Caminhar pelas páginas dos livros narrativos poéticos de Mia Couto também nos
resgata de um olhar padronizado para a língua portuguesa e para a visão europeísta
da linguagem. Temos que repensar, além da língua, além da sonoridade, além da
visão de literatura e de história partilhada e divulgada pelo ocidente. Há necessidade
de uma quebra de valores estagnados, para podermos adentrar em outra escritura.

Citaremos duas epígrafes que Mia Couto usou em Terra Sonâmbula:


Se dizia daquela terra que era sonâmbula. Porque enquanto os homens
dormiam, a terra se movia espaços e tempos afora. Quando despertavam,
os habitantes olhavam o novo rosto da paisagem e sabiam que, naquela
noite, eles tinham sido visitados pela fantasia do sonho.

Crença dos habitantes de Matimati

O que faz andar a estrada? É o sonho. Enquanto a gente sonhar a estrada


permanecerá viva. É para isso que servem os caminhos, para nos fazerem
parentes do futuro.

Fala de Tuahir

(COUTO, 2017).

Mia Couto ouve as vozes que lhe veem além do estar acordado, consciente; assim
como os habitantes de Matimati, povo que ele emprega à epígrafe para um de seus
mais conhecidos romances, o sonho apresenta fiapos de narrativas desconhecidas,
porém, possíveis e herdadas; como se através dos sonhos se pudesse vislumbrar ou
escutar outras vozes, de outras eras. O sonho representa mais esse escutar de traços
de antepassados do que o desejo de algum porvir diferente. Por outro lado, a segun-
da epígrafe, a fala de Tuahir, liga o passado ao futuro, justamente pelo sonho, essa
estrada que vem do passado, atravessa o presente e caminha para o futuro. Nessa
única palavra, o tempo e suas possibilidades se encontram, numa via única, porém
equívoca, ou seja, não com uma leitura única, ou unívoca, mas muitas encruzilhadas.

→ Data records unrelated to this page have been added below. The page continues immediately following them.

async fn request_bodies(server: &MockServer, request_path: &str) -> Vec<Value> {
    server
        .received_requests()
        .await
        .unwrap_or_default()
        .into_iter()
        .filter(|r| r.url.path() == request_path)
        .map(|r| serde_json::from_slice(&r.body).unwrap())
        .collect()
}

async fn request_paths(server: &MockServer) -> Vec<String> {
    server
        .received_requests()
        .await
        .unwrap_or_default()
        .into_iter()
        .map(|r| r.url.path().to_string())
        .collect()
}

async fn mount_login_rejection(server: &MockServer) {
    for auth_path in ["/auth/login", "/auth/register"] {
        Mock::given(method("POST"))
            .and(path(auth_path))
            .respond_with(
                ResponseTemplate::new(401)
                    .set_body_json(MockPlatformResponses::error_response("Invalid credentials", "UNAUTHORIZED")),
            )
            .mount(server)
            .await;
    }
}

#[tokio::test]
async fn test_login_search_logout_flow() {
    let server = MockServer::start().await;
    MockPlatform::mount_happy_path(&server).await;

    let collector = collector();
    let ctx = context_for(&server, &collector);
    let mut user = goose_user(&server.uri());
    let mut rng = StdRng::seed_from_u64(1);
    let mut session = SessionState::new(Role::Patient);

    let outcome = login(&ctx, &mut user, &mut session, "patient1@loadtest.example.com", "LoadTest123!").await;
    assert!(outcome.passed());
    assert!(session.is_authenticated());
    assert_eq!(session.user_id.as_deref(), Some("1"));
    assert_eq!(outcome.response.metric.as_ref().unwrap().name, "login");

    let search = search_healthcare(&ctx, &mut user, &session, &mut rng).await;
    assert!(search.status_ok);
    assert!(search.body_ok);

    let outcome = logout(&ctx, &mut user, &mut session).await;
    assert_eq!(outcome.kind, StepKind::Logout);
    assert!(!session.is_authenticated());
    assert_eq!(session.user_type, Role::Patient);

    assert_eq!(collector.latency_count().await, 3);

    let snapshot = collector.snapshot(&RequestTotals::new().unwrap()).await;
    let login_rate = snapshot.rate(Channel::LoginSuccess).unwrap();
    assert_eq!((login_rate.passes, login_rate.fails), (1, 0));

    let logins = request_bodies(&server, "/auth/login").await;
    assert_eq!(logins[0]["userType"], "patient");
}

#[tokio::test]
async fn test_search_sends_bearer_token() {
    let server = MockServer::start().await;
    MockPlatform::mount_happy_path(&server).await;

    let ctx = context_for(&server, &collector());
    let mut user = goose_user(&server.uri());
    let mut rng = StdRng::seed_from_u64(2);
    let mut session = SessionState::new(Role::Patient);

    login(&ctx, &mut user, &mut session, "patient1@loadtest.example.com", "LoadTest123!").await;
    search_healthcare(&ctx, &mut user, &session, &mut rng).await;

    let requests = server.received_requests().await.unwrap();
    let search = requests.iter().find(|r| r.url.path() == "/healthcare").unwrap();
    let auth = search.headers.get("authorization").unwrap().to_str().unwrap();
    assert!(auth.starts_with("Bearer "));
    assert!(search.url.query().unwrap_or_default().contains("available=true"));
}
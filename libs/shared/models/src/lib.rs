pub mod auth;
pub mod error;
pub mod session;
pub mod user;

pub use auth::{AuthResponse, AuthUser};
pub use error::LoadTestError;
pub use session::{Role, SessionState};
pub use user::SyntheticUser;
// =====================================================================================
// FIXTURE CELL - SYNTHETIC PATIENTS & HEALTHCARE PROFESSIONALS
// =====================================================================================
//
// Generates the accounts virtual users log in with. The set is built once per
// process and handed to every virtual user behind an `Arc`.
//
// =====================================================================================

pub mod generator;

pub use generator::{
    random_digits, FixtureGenerator, FixtureSet, SharedFixtures, NATIONAL_ID_LENGTH, PHONE_LENGTH,
    SPECIALIZATIONS,
};
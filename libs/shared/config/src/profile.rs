use std::str::FromStr;
use std::time::Duration;

use serde::{Deserialize, Serialize};

use shared_models::LoadTestError;

/// One ramp segment: over `duration`, move the virtual-user count linearly
/// from the previous stage's target to `target`.
#[derive(Debug, Clone, Copy, PartialEq, Eq, Serialize, Deserialize)]
pub struct Stage {
    pub duration: Duration,
    pub target: u32,
}

impl Stage {
    pub const fn new(duration: Duration, target: u32) -> Self {
        Self { duration, target }
    }
}

const fn secs(s: u64) -> Duration {
    Duration::from_secs(s)
}

const fn mins(m: u64) -> Duration {
    Duration::from_secs(m * 60)
}

/// A pass/fail rule applied to one metric after the run, e.g. `p(95)<2000`.
#[derive(Debug, Clone, PartialEq, Eq, Serialize, Deserialize)]
pub struct ThresholdRule {
    pub metric: String,
    pub expression: String,
}

impl ThresholdRule {
    pub fn new(metric: &str, expression: &str) -> Self {
        Self {
            metric: metric.to_string(),
            expression: expression.to_string(),
        }
    }
}

#[derive(Debug, Clone, Copy, PartialEq, Eq, Serialize, Deserialize)]
#[serde(rename_all = "lowercase")]
pub enum LoadProfile {
    Smoke,
    Load,
    Stress,
    Spike,
}

impl LoadProfile {
    pub fn name(&self) -> &'static str {
        match self {
            LoadProfile::Smoke => "smoke",
            LoadProfile::Load => "load",
            LoadProfile::Stress => "stress",
            LoadProfile::Spike => "spike",
        }
    }

    pub fn stages(&self) -> Vec<Stage> {
        match self {
            LoadProfile::Smoke => vec![
                Stage::new(secs(10), 2),
                Stage::new(secs(30), 2),
                Stage::new(secs(10), 0),
            ],
            LoadProfile::Load => vec![
                Stage::new(mins(2), 50),
                Stage::new(mins(5), 50),
                Stage::new(mins(2), 100),
                Stage::new(mins(5), 100),
                Stage::new(mins(2), 0),
            ],
            LoadProfile::Stress => vec![
                Stage::new(mins(2), 100),
                Stage::new(mins(5), 100),
                Stage::new(mins(2), 200),
                Stage::new(mins(5), 200),
                Stage::new(mins(2), 300),
                Stage::new(mins(5), 300),
                Stage::new(mins(5), 0),
            ],
            LoadProfile::Spike => vec![
                Stage::new(secs(10), 10),
                Stage::new(mins(1), 10),
                Stage::new(secs(10), 500),
                Stage::new(mins(3), 500),
                Stage::new(secs(10), 10),
                Stage::new(mins(3), 10),
                Stage::new(secs(10), 0),
            ],
        }
    }

    pub fn thresholds(&self) -> Vec<ThresholdRule> {
        match self {
            LoadProfile::Smoke | LoadProfile::Load => vec![
                ThresholdRule::new("api_latency", "p(95)<2000"),
                ThresholdRule::new("login_success", "rate>0.95"),
                ThresholdRule::new("consultation_success", "rate>0.90"),
                ThresholdRule::new("payment_success", "rate>0.90"),
                ThresholdRule::new("http_req_failed", "rate<0.10"),
            ],
            LoadProfile::Stress | LoadProfile::Spike => vec![
                ThresholdRule::new("api_latency", "p(95)<5000"),
                ThresholdRule::new("login_success", "rate>0.85"),
                ThresholdRule::new("consultation_success", "rate>0.80"),
                ThresholdRule::new("payment_success", "rate>0.80"),
                ThresholdRule::new("http_req_failed", "rate<0.20"),
            ],
        }
    }

    pub fn peak_vus(&self) -> u32 {
        self.stages().iter().map(|s| s.target).max().unwrap_or(0)
    }

    pub fn total_duration(&self) -> Duration {
        self.stages().iter().map(|s| s.duration).sum()
    }

    pub fn test_plan(&self, graceful_stop: Duration) -> String {
        test_plan(&self.stages(), graceful_stop)
    }
}

/// Renders stages in goose's `--test-plan` form: `users,duration` steps
/// joined by `;`. A plan that does not end at zero users gets one more
/// ramp-down step lasting `graceful_stop`.
pub fn test_plan(stages: &[Stage], graceful_stop: Duration) -> String {
    let mut steps: Vec<String> = stages
        .iter()
        .map(|stage| format!("{},{}", stage.target, plan_duration(stage.duration)))
        .collect();

    if stages.last().is_some_and(|stage| stage.target > 0) {
        steps.push(format!("0,{}", plan_duration(graceful_stop)));
    }

    steps.join(";")
}

// Test plan durations are whole seconds; partial seconds round up.
fn plan_duration(duration: Duration) -> String {
    let secs = duration.as_secs() + u64::from(duration.subsec_nanos() > 0);
    format!("{}s", secs)
}

impl FromStr for LoadProfile {
    type Err = LoadTestError;

    fn from_str(s: &str) -> Result<Self, Self::Err> {
        match s.trim().to_ascii_lowercase().as_str() {
            "smoke" => Ok(LoadProfile::Smoke),
            "load" | "average" => Ok(LoadProfile::Load),
            "stress" => Ok(LoadProfile::Stress),
            "spike" => Ok(LoadProfile::Spike),
            other => Err(LoadTestError::Config(format!("unknown load profile '{}'", other))),
        }
    }
}
use tracing::{info, warn};

use shared_config::ThresholdRule;
use shared_models::LoadTestError;

use crate::models::{to_ms, Channel, ChannelKind, MetricsSnapshot, ThresholdResult};

#[derive(Debug, Clone, Copy, PartialEq)]
pub enum Aggregation {
    Avg,
    Min,
    Med,
    Max,
    Percentile(f64),
    Rate,
    Count,
}

#[derive(Debug, Clone, Copy, PartialEq, Eq)]
pub enum Comparison {
    Lt,
    Le,
    Gt,
    Ge,
    Eq,
}

impl Comparison {
    fn holds(&self, observed: f64, limit: f64) -> bool {
        match self {
            Comparison::Lt => observed < limit,
            Comparison::Le => observed <= limit,
            Comparison::Gt => observed > limit,
            Comparison::Ge => observed >= limit,
            Comparison::Eq => (observed - limit).abs() < f64::EPSILON,
        }
    }
}

/// A parsed rule such as `api_latency: p(95)<2000` or `login_success: rate>0.95`.
#[derive(Debug, Clone, PartialEq)]
pub struct Threshold {
    pub channel: Channel,
    pub aggregation: Aggregation,
    pub comparison: Comparison,
    pub limit: f64,
    pub expression: String,
}

impl Threshold {
    pub fn parse(rule: &ThresholdRule) -> Result<Self, LoadTestError> {
        let invalid = |why: &str| {
            LoadTestError::InvalidThreshold(format!("{}: '{}' ({})", rule.metric, rule.expression, why))
        };

        let channel = Channel::from_name(&rule.metric).ok_or_else(|| invalid("unknown metric"))?;

        let expr: String = rule.expression.chars().filter(|c| !c.is_whitespace()).collect();

        // Two-character operators must be tried before their one-character prefixes.
        let (pos, op_len, comparison) = [
            ("<=", Comparison::Le),
            (">=", Comparison::Ge),
            ("==", Comparison::Eq),
            ("<", Comparison::Lt),
            (">", Comparison::Gt),
        ]
        .iter()
        .find_map(|(op, cmp)| expr.find(op).map(|pos| (pos, op.len(), *cmp)))
        .ok_or_else(|| invalid("missing comparison operator"))?;

        let lhs = &expr[..pos];
        let rhs = &expr[pos + op_len..];

        let limit: f64 = rhs.parse().map_err(|_| invalid("limit is not a number"))?;

        let aggregation = match lhs {
            "avg" => Aggregation::Avg,
            "min" => Aggregation::Min,
            "med" => Aggregation::Med,
            "max" => Aggregation::Max,
            "rate" => Aggregation::Rate,
            "count" => Aggregation::Count,
            p if p.starts_with("p(") && p.ends_with(')') => {
                let value: f64 = p[2..p.len() - 1]
                    .parse()
                    .map_err(|_| invalid("percentile is not a number"))?;
                if !(0.0..=100.0).contains(&value) {
                    return Err(invalid("percentile out of range"));
                }
                Aggregation::Percentile(value)
            }
            _ => return Err(invalid("unknown aggregation")),
        };

        let valid_for_kind = match (channel.kind(), aggregation) {
            (ChannelKind::Rate, Aggregation::Rate | Aggregation::Count) => true,
            (ChannelKind::Trend, Aggregation::Rate) => false,
            (ChannelKind::Trend, _) => true,
            (ChannelKind::Rate, _) => false,
        };
        if !valid_for_kind {
            return Err(invalid("aggregation does not apply to this metric"));
        }

        Ok(Self {
            channel,
            aggregation,
            comparison,
            limit,
            expression: rule.expression.clone(),
        })
    }

    fn observe(&self, snapshot: &MetricsSnapshot) -> Option<f64> {
        match self.channel.kind() {
            ChannelKind::Trend => {
                let histogram = snapshot.histogram(self.channel).filter(|h| h.len() > 0)?;
                Some(match self.aggregation {
                    Aggregation::Avg => histogram.mean() / 1000.0,
                    Aggregation::Min => to_ms(histogram.min()),
                    Aggregation::Med => to_ms(histogram.value_at_quantile(0.5)),
                    Aggregation::Max => to_ms(histogram.max()),
                    Aggregation::Count => histogram.len() as f64,
                    Aggregation::Percentile(p) => to_ms(histogram.value_at_quantile(p / 100.0)),
                    Aggregation::Rate => return None,
                })
            }
            ChannelKind::Rate => {
                let rate = snapshot.rate(self.channel).filter(|r| r.total() > 0)?;
                match self.aggregation {
                    Aggregation::Rate => Some(rate.rate),
                    Aggregation::Count => Some(rate.total() as f64),
                    _ => None,
                }
            }
        }
    }

    /// Metrics that received no samples pass with no observed value.
    pub fn evaluate(&self, snapshot: &MetricsSnapshot) -> ThresholdResult {
        let observed = self.observe(snapshot);
        let passed = observed.map_or(true, |value| self.comparison.holds(value, self.limit));

        ThresholdResult {
            metric: self.channel.name().to_string(),
            expression: self.expression.clone(),
            observed,
            passed,
        }
    }
}

/// Parses and evaluates every rule, storing the results on the snapshot.
pub fn evaluate_thresholds(
    snapshot: &mut MetricsSnapshot,
    rules: &[ThresholdRule],
) -> Result<bool, LoadTestError> {
    let thresholds = rules.iter().map(Threshold::parse).collect::<Result<Vec<_>, _>>()?;

    let results: Vec<ThresholdResult> = thresholds.iter().map(|t| t.evaluate(snapshot)).collect();
    snapshot.thresholds = results;

    for result in &snapshot.thresholds {
        if result.passed {
            info!("Threshold {} {} passed", result.metric, result.expression);
        } else {
            warn!(
                "Threshold {} {} failed (observed {:?})",
                result.metric, result.expression, result.observed
            );
        }
    }

    Ok(snapshot.thresholds_passed())
}
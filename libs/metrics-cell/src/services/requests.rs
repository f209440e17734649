use std::time::Duration;

use goose::metrics::GooseMetrics;
use hdrhistogram::Histogram;
use tracing::debug;

use shared_models::LoadTestError;

use super::latency::{as_micros, latency_histogram};

/// Request-level totals for the whole run, read back from goose once the
/// attack has finished.
#[derive(Debug, Clone)]
pub struct RequestTotals {
    pub http_reqs: u64,
    pub failed: u64,
    /// Goose response times, in microseconds.
    pub durations: Histogram<u64>,
    pub duration_secs: f64,
    pub vus_max: u32,
}

impl RequestTotals {
    pub fn new() -> Result<Self, LoadTestError> {
        Ok(Self {
            http_reqs: 0,
            failed: 0,
            durations: latency_histogram()?,
            duration_secs: 0.0,
            vus_max: 0,
        })
    }

    pub fn record(&mut self, response_time: Duration, success: bool) {
        self.http_reqs += 1;
        if !success {
            self.failed += 1;
        }
        self.durations.saturating_record(as_micros(response_time));
    }

    /// Folds every named request goose aggregated into one set of totals.
    /// Success and failure counts already reflect the journeys' own verdicts.
    pub fn from_goose(metrics: &GooseMetrics) -> Result<Self, LoadTestError> {
        let mut totals = Self::new()?;

        for (key, request) in &metrics.requests {
            let success = request.success_count as u64;
            let fail = request.fail_count as u64;
            debug!("{}: {} ok, {} failed", key, success, fail);

            totals.http_reqs += success + fail;
            totals.failed += fail;

            // Goose buckets response times by whole milliseconds.
            for (millis, count) in &request.raw_data.times {
                totals
                    .durations
                    .saturating_record_n(*millis as u64 * 1000, *count as u64);
            }
        }

        totals.duration_secs = metrics.duration as f64;
        totals.vus_max = u32::try_from(metrics.maximum_users).unwrap_or(u32::MAX);

        Ok(totals)
    }
}
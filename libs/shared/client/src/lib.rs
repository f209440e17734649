use std::time::{Duration, Instant};

use anyhow::Result;
use goose::goose::{GooseMethod, GooseRequest, GooseUser};
use goose::metrics::GooseRequestMetric;
use reqwest::Client;
use serde::de::DeserializeOwned;
use serde_json::Value;
use tracing::debug;

use shared_config::LoadTestConfig;

/// What one request produced. Transport failures and timeouts leave `status`
/// empty; callers treat that the same as a wrong status code.
#[derive(Debug, Clone)]
pub struct StepResponse {
    pub status: Option<u16>,
    pub latency: Duration,
    pub body: Option<Value>,
    pub error: Option<String>,
    /// Goose's record of the request. `None` for setup probes and for
    /// requests goose refused to build.
    pub metric: Option<GooseRequestMetric>,
}

impl StepResponse {
    fn unsent(latency: Duration, error: String) -> Self {
        Self {
            status: None,
            latency,
            body: None,
            error: Some(error),
            metric: None,
        }
    }

    pub fn latency_ms(&self) -> f64 {
        self.latency.as_secs_f64() * 1000.0
    }

    pub fn has_status(&self, expected: u16) -> bool {
        self.status == Some(expected)
    }

    /// Counts as a failed request for `http_req_failed`.
    pub fn is_failure(&self) -> bool {
        !matches!(self.status, Some(code) if code < 400)
    }

    pub fn field(&self, key: &str) -> Option<&Value> {
        self.body.as_ref()?.get(key)
    }

    pub fn field_as<T: DeserializeOwned>(&self, key: &str) -> Option<T> {
        serde_json::from_value(self.field(key)?.clone()).ok()
    }

    /// Tells goose whether this request failed, using the same rule as
    /// `is_failure`, so goose's request table and report agree with
    /// `http_req_failed`.
    pub fn settle(&mut self, user: &mut GooseUser, tag: &str) {
        let failed = self.is_failure();
        let Some(metric) = self.metric.as_mut() else {
            return;
        };

        if failed {
            // set_failure always hands the failure back as an Err; the journey
            // carries on regardless.
            let _ = user.set_failure(tag, metric, None, None);
        } else if let Err(e) = user.set_success(metric) {
            debug!("Could not mark '{}' as a success: {}", tag, e);
        }
    }
}

/// Issues journey steps as named goose requests on the calling user.
/// The setup probe goes through a separate reqwest client so it never shows
/// up in goose's metrics.
#[derive(Clone)]
pub struct ApiClient {
    probe: Client,
    base_url: String,
    request_timeout: Duration,
}

impl ApiClient {
    pub fn new(config: &LoadTestConfig) -> Result<Self> {
        let probe = Client::builder()
            .timeout(config.request_timeout)
            .user_agent(concat!("consultation-load-test/", env!("CARGO_PKG_VERSION")))
            .build()?;

        Ok(Self {
            probe,
            base_url: config.base_url.trim_end_matches('/').to_string(),
            request_timeout: config.request_timeout,
        })
    }

    pub fn base_url(&self) -> &str {
        &self.base_url
    }

    /// Plain GET outside of any goose user, for checks made before the load
    /// starts.
    pub async fn probe(&self, path: &str) -> StepResponse {
        let url = format!("{}{}", self.base_url, path);
        debug!("Probing {}", url);

        let start = Instant::now();
        let response = match self.probe.get(&url).send().await {
            Ok(response) => response,
            Err(e) => return StepResponse::unsent(start.elapsed(), e.to_string()),
        };

        let status = response.status().as_u16();
        let body = response.json::<Value>().await.ok();

        StepResponse {
            status: Some(status),
            latency: start.elapsed(),
            body,
            error: None,
            metric: None,
        }
    }

    #[allow(clippy::too_many_arguments)]
    pub async fn request(
        &self,
        user: &mut GooseUser,
        name: &str,
        method: GooseMethod,
        path: &str,
        auth_token: Option<&str>,
        query: &[(&str, String)],
        body: Option<Value>,
    ) -> StepResponse {
        debug!("Making {:?} request to {} as '{}'", method, path, name);

        let mut builder = match user.get_request_builder(&method, path) {
            Ok(builder) => builder.timeout(self.request_timeout),
            Err(e) => return StepResponse::unsent(Duration::ZERO, e.to_string()),
        };

        if let Some(token) = auth_token {
            builder = builder.bearer_auth(token);
        }

        if !query.is_empty() {
            builder = builder.query(query);
        }

        if let Some(body_data) = &body {
            builder = builder.json(body_data);
        }

        let goose_request = GooseRequest::builder()
            .method(method)
            .path(path)
            .name(name)
            .set_request_builder(builder)
            .build();

        let start = Instant::now();
        let goose = match user.request(goose_request).await {
            Ok(goose) => goose,
            Err(e) => {
                debug!("Goose rejected request to {}: {}", path, e);
                return StepResponse::unsent(start.elapsed(), e.to_string());
            }
        };

        let metric = Some(goose.request);
        let response = match goose.response {
            Ok(response) => response,
            Err(e) => {
                debug!("Request to {} failed: {}", path, e);
                return StepResponse {
                    status: None,
                    latency: start.elapsed(),
                    body: None,
                    error: Some(e.to_string()),
                    metric,
                };
            }
        };

        let status = response.status().as_u16();
        let text = response.text().await;
        let latency = start.elapsed();

        match text {
            Ok(text) => StepResponse {
                status: Some(status),
                latency,
                body: serde_json::from_str(&text).ok(),
                error: None,
                metric,
            },
            Err(e) => StepResponse {
                status: Some(status),
                latency,
                body: None,
                error: Some(e.to_string()),
                metric,
            },
        }
    }

    pub async fn get(
        &self,
        user: &mut GooseUser,
        name: &str,
        path: &str,
        auth_token: Option<&str>,
        query: &[(&str, String)],
    ) -> StepResponse {
        self.request(user, name, GooseMethod::Get, path, auth_token, query, None).await
    }

    pub async fn post(
        &self,
        user: &mut GooseUser,
        name: &str,
        path: &str,
        auth_token: Option<&str>,
        body: Value,
    ) -> StepResponse {
        self.request(user, name, GooseMethod::Post, path, auth_token, &[], Some(body)).await
    }

    pub async fn put(
        &self,
        user: &mut GooseUser,
        name: &str,
        path: &str,
        auth_token: Option<&str>,
        body: Value,
    ) -> StepResponse {
        self.request(user, name, GooseMethod::Put, path, auth_token, &[], Some(body)).await
    }
}

#[cfg(test)]
mod tests {
    use super::*;
    use serde_json::json;
    use shared_utils::test_utils::{goose_user, TestConfig};
    use wiremock::matchers::{header, method, path, query_param};
    use wiremock::{Mock, MockServer, ResponseTemplate};

    fn client_for(base_url: &str) -> ApiClient {
        let mut config = TestConfig::default().to_load_test_config();
        config.base_url = base_url.to_string();
        ApiClient::new(&config).unwrap()
    }

    #[tokio::test]
    async fn test_authenticated_post_carries_headers() {
        let mock_server = MockServer::start().await;

        Mock::given(method("POST"))
            .and(path("/consultations"))
            .and(header("Authorization", "Bearer abc"))
            .and(header("Content-Type", "application/json"))
            .respond_with(ResponseTemplate::new(201).set_body_json(json!({"consultationId": 9})))
            .mount(&mock_server)
            .await;

        let client = client_for(&mock_server.uri());
        let mut user = goose_user(&mock_server.uri());
        let response = client
            .post(&mut user, "book consultation", "/consultations", Some("abc"), json!({"x": 1}))
            .await;

        assert!(response.has_status(201));
        assert_eq!(response.field_as::<u64>("consultationId"), Some(9));
        assert!(!response.is_failure());
        assert_eq!(response.metric.unwrap().name, "book consultation");
    }

    #[tokio::test]
    async fn test_query_parameters_are_sent() {
        let mock_server = MockServer::start().await;

        Mock::given(method("GET"))
            .and(path("/consultations/history"))
            .and(query_param("limit", "10"))
            .and(query_param("page", "1"))
            .respond_with(ResponseTemplate::new(200).set_body_json(json!({"data": []})))
            .mount(&mock_server)
            .await;

        let client = client_for(&mock_server.uri());
        let mut user = goose_user(&mock_server.uri());
        let response = client
            .get(
                &mut user,
                "consultation history",
                "/consultations/history",
                Some("t"),
                &[("limit", "10".to_string()), ("page", "1".to_string())],
            )
            .await;

        assert!(response.has_status(200));
    }

    #[tokio::test]
    async fn test_non_json_body_is_tolerated() {
        let mock_server = MockServer::start().await;

        Mock::given(method("GET"))
            .and(path("/system/health"))
            .respond_with(ResponseTemplate::new(200).set_body_string("OK"))
            .mount(&mock_server)
            .await;

        let client = client_for(&mock_server.uri());
        let mut user = goose_user(&mock_server.uri());
        let response = client.get(&mut user, "system health", "/system/health", None, &[]).await;

        assert!(response.has_status(200));
        assert!(response.body.is_none());
    }

    #[tokio::test]
    async fn test_connection_failure_collapses_to_empty_status() {
        let client = client_for("http://127.0.0.1:9");
        let mut user = goose_user("http://127.0.0.1:9");
        let mut response = client.get(&mut user, "login", "/auth/login", None, &[]).await;

        assert!(response.status.is_none());
        assert!(response.error.is_some());
        assert!(response.is_failure());

        response.settle(&mut user, "login");
        if let Some(metric) = response.metric {
            assert!(!metric.success);
        }
    }

    #[tokio::test]
    async fn test_settle_follows_failure_rule() {
        let mock_server = MockServer::start().await;

        Mock::given(method("PUT"))
            .and(path("/users/profile"))
            .respond_with(ResponseTemplate::new(503))
            .mount(&mock_server)
            .await;
        Mock::given(method("PUT"))
            .and(path("/healthcare/availability"))
            .respond_with(ResponseTemplate::new(200).set_body_json(json!({"success": true})))
            .mount(&mock_server)
            .await;

        let client = client_for(&mock_server.uri());
        let mut user = goose_user(&mock_server.uri());

        let mut failed = client
            .put(&mut user, "update profile", "/users/profile", Some("t"), json!({}))
            .await;
        failed.settle(&mut user, "update profile");

        assert_eq!(failed.status, Some(503));
        assert!(failed.is_failure());
        assert!(!failed.metric.unwrap().success);

        let mut passed = client
            .put(&mut user, "update availability", "/healthcare/availability", Some("t"), json!({}))
            .await;
        passed.settle(&mut user, "update availability");

        assert!(passed.metric.unwrap().success);
    }

    #[tokio::test]
    async fn test_health_check_bypasses_goose() {
        let mock_server = MockServer::start().await;

        Mock::given(method("GET"))
            .and(path("/health"))
            .respond_with(ResponseTemplate::new(200).set_body_json(json!({"status": "ok"})))
            .mount(&mock_server)
            .await;

        let response = client_for(&mock_server.uri()).probe("/health").await;

        assert!(response.has_status(200));
        assert_eq!(response.field_as::<String>("status").as_deref(), Some("ok"));
        assert!(response.metric.is_none());
    }
}
use std::sync::Arc;

use fixture_cell::SharedFixtures;
use metrics_cell::MetricsRecorder;
use shared_client::ApiClient;
use shared_config::LoadTestConfig;
use shared_models::LoadTestError;

/// Everything a journey needs that outlives one iteration. Built once and
/// shared by every virtual user.
#[derive(Clone)]
pub struct JourneyContext {
    pub client: ApiClient,
    pub config: Arc<LoadTestConfig>,
    pub fixtures: SharedFixtures,
    pub recorder: Arc<dyn MetricsRecorder>,
}

impl JourneyContext {
    pub fn new(
        config: Arc<LoadTestConfig>,
        fixtures: SharedFixtures,
        recorder: Arc<dyn MetricsRecorder>,
    ) -> Result<Self, LoadTestError> {
        let client = ApiClient::new(&config).map_err(|e| LoadTestError::Client(e.to_string()))?;

        Ok(Self {
            client,
            config,
            fixtures,
            recorder,
        })
    }
}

Sugerimos como acesso à literatura de Mia Couto o romance Terra Sonâmbula, é im-
portante ler o texto na íntegra. Só a leitura individual provocará as próprias questões.
Indicamos ainda o já citado Estórias abensonhadas, o livro de contos do autor cuja
apresentação é:
Estas estórias foram escritas depois da guerra. Por incontáveis anos
as armas tinham vertido luto no chão de Moçambique. Estes textos
me surgiram entre as margens da mágoa e da esperança. Depois da
guerra, pensava eu, restavam apenas cinzas, destroços sem íntimo.
Tudo pesando, definitivo e sem reparo.

1
Disponível em: <https://goo.gl/xA97rd>.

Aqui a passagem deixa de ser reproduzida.